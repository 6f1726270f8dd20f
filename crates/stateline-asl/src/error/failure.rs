//! The canonical failure record

use serde::{Deserialize, Serialize};
use stateline_events::{
    ExecutionFailedEventDetails, HistoryEventDetails, HistoryEventType, TaskFailedEventDetails,
};

use super::states::ErrorName;

/// The classified representation of a failed execution attempt
///
/// Created exactly once per failed attempt, then treated as data: the
/// interpreter loop matches `error_name` against the definition's
/// `Retry`/`Catch` clauses and appends the record to the execution history.
/// The error name is non-optional by type; a failure record without a name
/// cannot be constructed.
#[derive(Debug, Clone, Serialize, Deserialize, PartialEq)]
pub struct FailureEvent {
    /// Name from the closed taxonomy, or a custom passthrough name
    pub error_name: ErrorName,

    /// History event type announcing the failure
    pub event_type: HistoryEventType,

    /// Category-specific telemetry payload
    pub event_details: Option<HistoryEventDetails>,
}

impl FailureEvent {
    /// Create a failure record with no details payload
    pub fn new(error_name: impl Into<ErrorName>, event_type: HistoryEventType) -> Self {
        Self {
            error_name: error_name.into(),
            event_type,
            event_details: None,
        }
    }

    /// Attach a details payload
    pub fn with_details(mut self, details: HistoryEventDetails) -> Self {
        self.event_details = Some(details);
        self
    }

    /// An execution-level failure record
    ///
    /// The canonical name goes in the name and `error` fields; `cause` is
    /// the only place free-form fault text may appear.
    pub fn execution_failed(error_name: impl Into<ErrorName>, cause: Option<String>) -> Self {
        let error_name = error_name.into();
        let details = ExecutionFailedEventDetails {
            error: Some(error_name.as_str().to_string()),
            cause,
        };
        Self::new(error_name, HistoryEventType::ExecutionFailed)
            .with_details(HistoryEventDetails::ExecutionFailed(details))
    }

    /// A task-level failure record naming the bound resource
    pub fn task_failed(
        error_name: impl Into<ErrorName>,
        resource_type: impl Into<String>,
        resource: impl Into<String>,
        cause: Option<String>,
    ) -> Self {
        let error_name = error_name.into();
        let details = TaskFailedEventDetails {
            resource_type: resource_type.into(),
            resource: resource.into(),
            error: Some(error_name.as_str().to_string()),
            cause,
        };
        Self::new(error_name, HistoryEventType::TaskFailed)
            .with_details(HistoryEventDetails::TaskFailed(details))
    }

    /// Canonical string form of the error name
    pub fn error(&self) -> &str {
        self.error_name.as_str()
    }
}

impl std::fmt::Display for FailureEvent {
    fn fmt(&self, f: &mut std::fmt::Formatter<'_>) -> std::fmt::Result {
        write!(f, "{} ({})", self.error_name, self.event_type)
    }
}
========
## ASSIGNMENT
Your answer should be the lines above, from the line containing "the bound resource" up to and including the line containing "fn fmt(&self, f: &mut", reproduced exactly and with nothing else.

## SOLUTION TO THE EXERCISE
    /// A task-level failure record naming the bound resource
    pub fn task_failed(
        error_name: impl Into<ErrorName>,
        resource_type: impl Into<String>,
        resource: impl Into<String>,
        cause: Option<String>,
    ) -> Self {
        let error_name = error_name.into();
        let details = TaskFailedEventDetails {
            resource_type: resource_type.into(),
            resource: resource.into(),
            error: Some(error_name.as_str().to_string()),
            cause,
        };
        Self::new(error_name, HistoryEventType::TaskFailed)
            .with_details(HistoryEventDetails::TaskFailed(details))
    }

    /// Canonical string form of the error name
    pub fn error(&self) -> &str {
        self.error_name.as_str()
    }
}

impl std::fmt::Display for FailureEvent {
    fn fmt(&self, f: &mut std::fmt::Formatter<'_>) -> std::fmt::Result {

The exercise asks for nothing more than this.